▶ _About this task_: Set down the lines below exactly as they stand, please. Go from the first through the one containing "identical inputs are".

▶ _Data_:

# # # # #

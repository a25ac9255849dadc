//! Domain-layer failures.

use thiserror::Error;

#[derive(Debug, Error)]
pub enum Error {
    /// A call failed at the RPC layer.
    #[error(transparent)]
    Rpc(#[from] xmlrpc::CallError),
    /// The server answered, but without the result this method requires.
    #[error("the {0} method is not available on this server")]
    MethodUnavailable(&'static str),
    /// A required member was absent or carried the wrong variant.
    #[error("missing or mistyped {field} in the {method} response")]
    MissingField {
        method: &'static str,
        field: &'static str,
    },
}

pub type Result<T> = std::result::Result<T, Error>;
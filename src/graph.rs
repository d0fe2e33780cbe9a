//! Node and edge taxonomy for symbolic call graphs.
//!
//! A plan's graph is a multidigraph: multiple edges between the same pair
//! of nodes are meaningful (the same producer can be both positional
//! argument 0 and keyword argument `a` of one call). Node identity is the
//! stable arena index, so handles stay valid across plan clones.

use petgraph::stable_graph::{NodeIndex, StableDiGraph};
use petgraph::visit::EdgeRef;
use petgraph::Direction;
use rustc_hash::FxHashSet;

use crate::call_site::CallSite;
use crate::errors::RunError;
use crate::func::SymFn;
use crate::value::Value;

pub(crate) type PlanGraph = StableDiGraph<NodeData, EdgeKind>;

/// Handle to a node within a [`crate::Plan`].
///
/// Handles are identity-based: two nodes created from identical inputs are
/// distinct. Cloning a plan preserves handles; handles from unrelated plans
/// never compare equal.
#[derive(Debug, Clone, Copy, PartialEq, Eq, Hash, PartialOrd, Ord)]
pub struct Node {
    pub(crate) lineage: u64,
    pub(crate) index: NodeIndex,
}

#[derive(Debug, Clone)]
pub(crate) enum NodeKind {
    Literal(Value),
    Call(SymFn),
}

#[derive(Debug, Clone)]
pub(crate) struct NodeData {
    pub kind: NodeKind,
    pub scope: Vec<String>,
    pub implicit_scope: Vec<String>,
    pub call_site: CallSite,
}

impl NodeData {
    pub fn full_scope(&self) -> Vec<String> {
        let mut scope = self.scope.clone();
        scope.extend(self.implicit_scope.iter().cloned());
        scope
    }

    pub fn label(&self) -> String {
        match &self.kind {
            NodeKind::Literal(value) => value.compact(),
            NodeKind::Call(func) => func.name().to_string(),
        }
    }

    pub fn is_call(&self) -> bool {
        matches!(self.kind, NodeKind::Call(_))
    }
}

/// The relationship carried by an edge from a producer to a consumer.
#[derive(Debug, Clone, PartialEq, Eq)]
pub enum EdgeKind {
    /// The producer is the `index`-th positional argument of the consumer.
    Positional { index: usize },
    /// The producer is the keyword argument `name` of the consumer; `index`
    /// preserves the order keywords were written in.
    Keyword { name: String, index: usize },
    /// The producer must complete before the consumer runs; no value flows.
    Dependency,
}

impl EdgeKind {
    pub fn is_value(&self) -> bool {
        !matches!(self, EdgeKind::Dependency)
    }
}

/// The symbolic args and kwargs of a call, read back from its in-edges.
pub(crate) fn argument_nodes(
    graph: &PlanGraph,
    call: NodeIndex,
) -> (Vec<NodeIndex>, Vec<(String, NodeIndex)>) {
    let mut positional: Vec<(usize, NodeIndex)> = Vec::new();
    let mut keyword: Vec<(usize, String, NodeIndex)> = Vec::new();
    for edge in graph.edges_directed(call, Direction::Incoming) {
        match edge.weight() {
            EdgeKind::Positional { index } => positional.push((*index, edge.source())),
            EdgeKind::Keyword { name, index } => {
                keyword.push((*index, name.clone(), edge.source()))
            }
            EdgeKind::Dependency => {}
        }
    }
    positional.sort_by_key(|(index, _)| *index);
    keyword.sort_by_key(|(index, _, _)| *index);
    (
        positional.into_iter().map(|(_, node)| node).collect(),
        keyword
            .into_iter()
            .map(|(_, name, node)| (name, node))
            .collect(),
    )
}

pub(crate) fn distinct_predecessors(graph: &PlanGraph, node: NodeIndex) -> FxHashSet<NodeIndex> {
    graph
        .neighbors_directed(node, Direction::Incoming)
        .collect()
}

pub(crate) fn distinct_successors(graph: &PlanGraph, node: NodeIndex) -> FxHashSet<NodeIndex> {
    graph
        .neighbors_directed(node, Direction::Outgoing)
        .collect()
}

pub(crate) fn predecessor_count(graph: &PlanGraph, node: NodeIndex) -> usize {
    distinct_predecessors(graph, node).len()
}

pub(crate) fn source_nodes(graph: &PlanGraph) -> impl Iterator<Item = NodeIndex> + '_ {
    graph
        .node_indices()
        .filter(|&node| graph.neighbors_directed(node, Direction::Incoming).next().is_none())
}

/// All nodes having a path to any of the given seeds, seeds included.
pub(crate) fn all_ancestors(
    graph: &PlanGraph,
    seeds: impl IntoIterator<Item = NodeIndex>,
) -> FxHashSet<NodeIndex> {
    let mut visited: FxHashSet<NodeIndex> = FxHashSet::default();
    let mut frontier: Vec<NodeIndex> = seeds.into_iter().collect();
    while let Some(node) = frontier.pop() {
        if !visited.insert(node) {
            continue;
        }
        frontier.extend(graph.neighbors_directed(node, Direction::Incoming));
    }
    visited
}

/// Kahn's algorithm; fails with a cycle error if any node is unreachable
/// from the sources.
pub(crate) fn assert_acyclic(graph: &PlanGraph) -> Result<(), RunError> {
    let mut remaining: rustc_hash::FxHashMap<NodeIndex, usize> = rustc_hash::FxHashMap::default();
    let mut queue: Vec<NodeIndex> = Vec::new();
    for node in graph.node_indices() {
        let count = predecessor_count(graph, node);
        if count == 0 {
            queue.push(node);
        } else {
            remaining.insert(node, count);
        }
    }
    let mut visited = queue.len();
    while let Some(node) = queue.pop() {
        for successor in distinct_successors(graph, node) {
            let count = remaining
                .get_mut(&successor)
                .expect("successor must have a predecessor count");
            *count -= 1;
            if *count == 0 {
                queue.push(successor);
                visited += 1;
            }
        }
    }
    if visited != graph.node_count() {
        return Err(RunError::Cycle);
    }
    Ok(())
}
//! uberjob builds and runs symbolic call graphs.
//!
//! A [`Plan`] is a graph of deferred function calls and literal values. An
//! optional [`Registry`] maps plan nodes to [`ValueStore`]s, persistent
//! locations with externally observable modified times. Running a plan
//! executes only what is necessary to materialize a requested output,
//! reusing stored values that are still fresh and rebuilding stale ones in
//! parallel across a worker pool.
//!
//! ```no_run
//! use uberjob::{run, Plan, RunOptions, Sym, SymFn, Value};
//!
//! let add = SymFn::binary("add", ["a", "b"], |a, b| {
//!     Ok(Value::Int(a.as_int().unwrap_or(0) + b.as_int().unwrap_or(0)))
//! });
//!
//! let mut plan = Plan::new();
//! let x = plan.call(&add, [Sym::from(1), Sym::from(2)])?;
//! let result = run(&plan, None, Some(Sym::from(x)), &RunOptions::default())?;
//! assert_eq!(result, Some(Value::Int(3)));
//! # Ok::<(), anyhow::Error>(())
//! ```

mod builtins;
mod call_site;
mod errors;
mod execution;
mod func;
mod graph;
mod plan;
mod registry;
mod render;
mod run;
mod store;
mod transform;
mod value;

pub mod progress;
pub mod stores;

pub use call_site::CallSite;
pub use errors::{CallError, NotTransformedError, PlanError, RunError};
pub use execution::{LimitedAttempts, RetryPolicy, Scheduler};
pub use func::{BindError, CallInput, Param, Signature, SymFn};
pub use graph::{EdgeKind, Node};
pub use plan::{CallArgs, Plan, Sym};
pub use registry::Registry;
pub use render::{render_dot, render_image, RenderOptions};
pub use run::{dry_run, run, RunOptions};
pub use store::ValueStore;
pub use value::Value;
//! Concrete value stores.

mod file;
mod json_file;
mod path_source;
mod test_store;
mod touch_file;

pub use file::{get_modified_time, staged_write};
pub use json_file::JsonFileStore;
pub use path_source::PathSource;
pub use test_store::TestStore;
pub use touch_file::TouchFileStore;
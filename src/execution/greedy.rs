//! Greedy scheduling priorities.
//!
//! Produces a mapping from node to priority where lower is more important.
//! Nodes tied together by argument edges are contracted into components,
//! the component graph's condensation is topologically ordered, and each
//! pseudo-sink (a node with no outgoing argument edges) is prioritized
//! together with its ancestors, in order. The effect is that workers finish
//! one output of the plan before fanning out to the next.

use petgraph::algo::{condensation, toposort};
use petgraph::graph::DiGraph;
use petgraph::stable_graph::NodeIndex;
use petgraph::unionfind::UnionFind;
use petgraph::visit::{EdgeRef, IntoEdgeReferences, NodeIndexable};
use petgraph::Direction;
use rustc_hash::{FxHashMap, FxHashSet};

use crate::graph::{distinct_predecessors, PlanGraph};

pub(crate) fn priority_mapping(graph: &PlanGraph) -> FxHashMap<NodeIndex, i64> {
    // Contract argument-connected components, ignoring literal producers
    // and dependency edges.
    let mut union_find = UnionFind::<usize>::new(graph.node_bound());
    for edge in graph.edge_references() {
        if graph[edge.source()].is_call() && edge.weight().is_value() {
            union_find.union(edge.source().index(), edge.target().index());
        }
    }

    let mut component_of: FxHashMap<usize, petgraph::graph::NodeIndex> = FxHashMap::default();
    let mut components: DiGraph<Vec<NodeIndex>, ()> = DiGraph::new();
    for node in graph.node_indices() {
        let representative = union_find.find(node.index());
        let component = *component_of
            .entry(representative)
            .or_insert_with(|| components.add_node(Vec::new()));
        components[component].push(node);
    }

    let mut seen: FxHashSet<(petgraph::graph::NodeIndex, petgraph::graph::NodeIndex)> =
        FxHashSet::default();
    let mut edges = Vec::new();
    for edge in graph.edge_references() {
        let source = component_of[&union_find.find(edge.source().index())];
        let target = component_of[&union_find.find(edge.target().index())];
        if source != target && seen.insert((source, target)) {
            edges.push((source, target));
        }
    }
    for (source, target) in edges {
        components.add_edge(source, target, ());
    }

    // The component graph is usually but not always acyclic; contracting
    // its strongly connected components always is.
    let condensed = condensation(components, true);
    let order = toposort(&condensed, None).expect("condensation is acyclic");

    let mut pseudo_sinks: Vec<NodeIndex> = Vec::new();
    for condensed_node in order {
        for component in &condensed[condensed_node] {
            for &node in component {
                let only_dependencies = graph
                    .edges_directed(node, Direction::Outgoing)
                    .all(|edge| !edge.weight().is_value());
                if only_dependencies {
                    pseudo_sinks.push(node);
                }
            }
        }
    }

    // Each pseudo-sink and its ancestors are prioritized in order.
    let mut priorities: FxHashMap<NodeIndex, i64> = FxHashMap::default();
    let mut visited: FxHashSet<NodeIndex> = FxHashSet::default();
    let mut stack = pseudo_sinks;
    stack.reverse();
    let mut next_priority = 0i64;
    while let Some(node) = stack.pop() {
        if !visited.insert(node) {
            continue;
        }
        priorities.insert(node, next_priority);
        next_priority += 1;
        stack.extend(distinct_predecessors(graph, node));
    }
    priorities
}

#[cfg(test)]
mod tests {
    use super::*;
    use crate::call_site::CallSite;
    use crate::func::SymFn;
    use crate::graph::{EdgeKind, NodeData, NodeKind};
    use crate::value::Value;

    fn call(graph: &mut PlanGraph, name: &str) -> NodeIndex {
        graph.add_node(NodeData {
            kind: NodeKind::Call(SymFn::nullary(name, || Ok(Value::Null))),
            scope: Vec::new(),
            implicit_scope: Vec::new(),
            call_site: CallSite::capture(),
        })
    }

    #[test]
    fn every_node_receives_a_priority() {
        let mut graph = PlanGraph::default();
        let a = call(&mut graph, "a");
        let b = call(&mut graph, "b");
        let c = call(&mut graph, "c");
        graph.add_edge(a, b, EdgeKind::Positional { index: 0 });
        graph.add_edge(b, c, EdgeKind::Positional { index: 0 });

        let priorities = priority_mapping(&graph);
        assert_eq!(priorities.len(), 3);
    }

    #[test]
    fn a_sink_and_its_ancestors_outrank_an_independent_chain() {
        let mut graph = PlanGraph::default();
        // Two independent chains; the first chain's sink appears first in
        // topological order, so its whole chain is prioritized ahead.
        let a1 = call(&mut graph, "a1");
        let a2 = call(&mut graph, "a2");
        graph.add_edge(a1, a2, EdgeKind::Positional { index: 0 });
        let b1 = call(&mut graph, "b1");
        let b2 = call(&mut graph, "b2");
        graph.add_edge(b1, b2, EdgeKind::Positional { index: 0 });

        let priorities = priority_mapping(&graph);
        let chain_a = priorities[&a1].max(priorities[&a2]);
        let chain_b = priorities[&b1].min(priorities[&b2]);
        let a_first = chain_a < chain_b;
        let b_first = priorities[&b1].max(priorities[&b2])
            < priorities[&a1].min(priorities[&a2]);
        assert!(a_first || b_first, "one chain must fully precede the other");
    }

    #[test]
    fn dependency_cycles_do_not_panic() {
        let mut graph = PlanGraph::default();
        let a = call(&mut graph, "a");
        let b = call(&mut graph, "b");
        graph.add_edge(a, b, EdgeKind::Dependency);
        graph.add_edge(b, a, EdgeKind::Dependency);
        let priorities = priority_mapping(&graph);
        assert_eq!(priorities.len(), 2);
    }
}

# # # # #

▶ _Response_:
repository a25ac9255849dadc
//! Domain-layer failures.

use thiserror::Error;

#[derive(Debug, Error)]
pub enum Error {
    /// A call failed at the RPC layer.
    #[error(transparent)]
    Rpc(#[from] xmlrpc::CallError),
    /// The server answered, but without the result this method requires.
    #[error("the {0} method is not available on this server")]
    MethodUnavailable(&'static str),
    /// A required member was absent or carried the wrong variant.
    #[error("missing or mistyped {field} in the {method} response")]
    MissingField {
        method: &'static str,
        field: &'static str,
    },
}

pub type Result<T> = std::result::Result<T, Error>;
filename src/graph.rs
repository d0fe2e33780cbe9a
//! Node and edge taxonomy for symbolic call graphs.
//!
//! A plan's graph is a multidigraph: multiple edges between the same pair
//! of nodes are meaningful (the same producer can be both positional
//! argument 0 and keyword argument `a` of one call). Node identity is the
//! stable arena index, so handles stay valid across plan clones.

use petgraph::stable_graph::{NodeIndex, StableDiGraph};
use petgraph::visit::EdgeRef;
use petgraph::Direction;
use rustc_hash::FxHashSet;

use crate::call_site::CallSite;
use crate::errors::RunError;
use crate::func::SymFn;
use crate::value::Value;

pub(crate) type PlanGraph = StableDiGraph<NodeData, EdgeKind>;

/// Handle to a node within a [`crate::Plan`].
///
/// Handles are identity-based: two nodes created from identical inputs are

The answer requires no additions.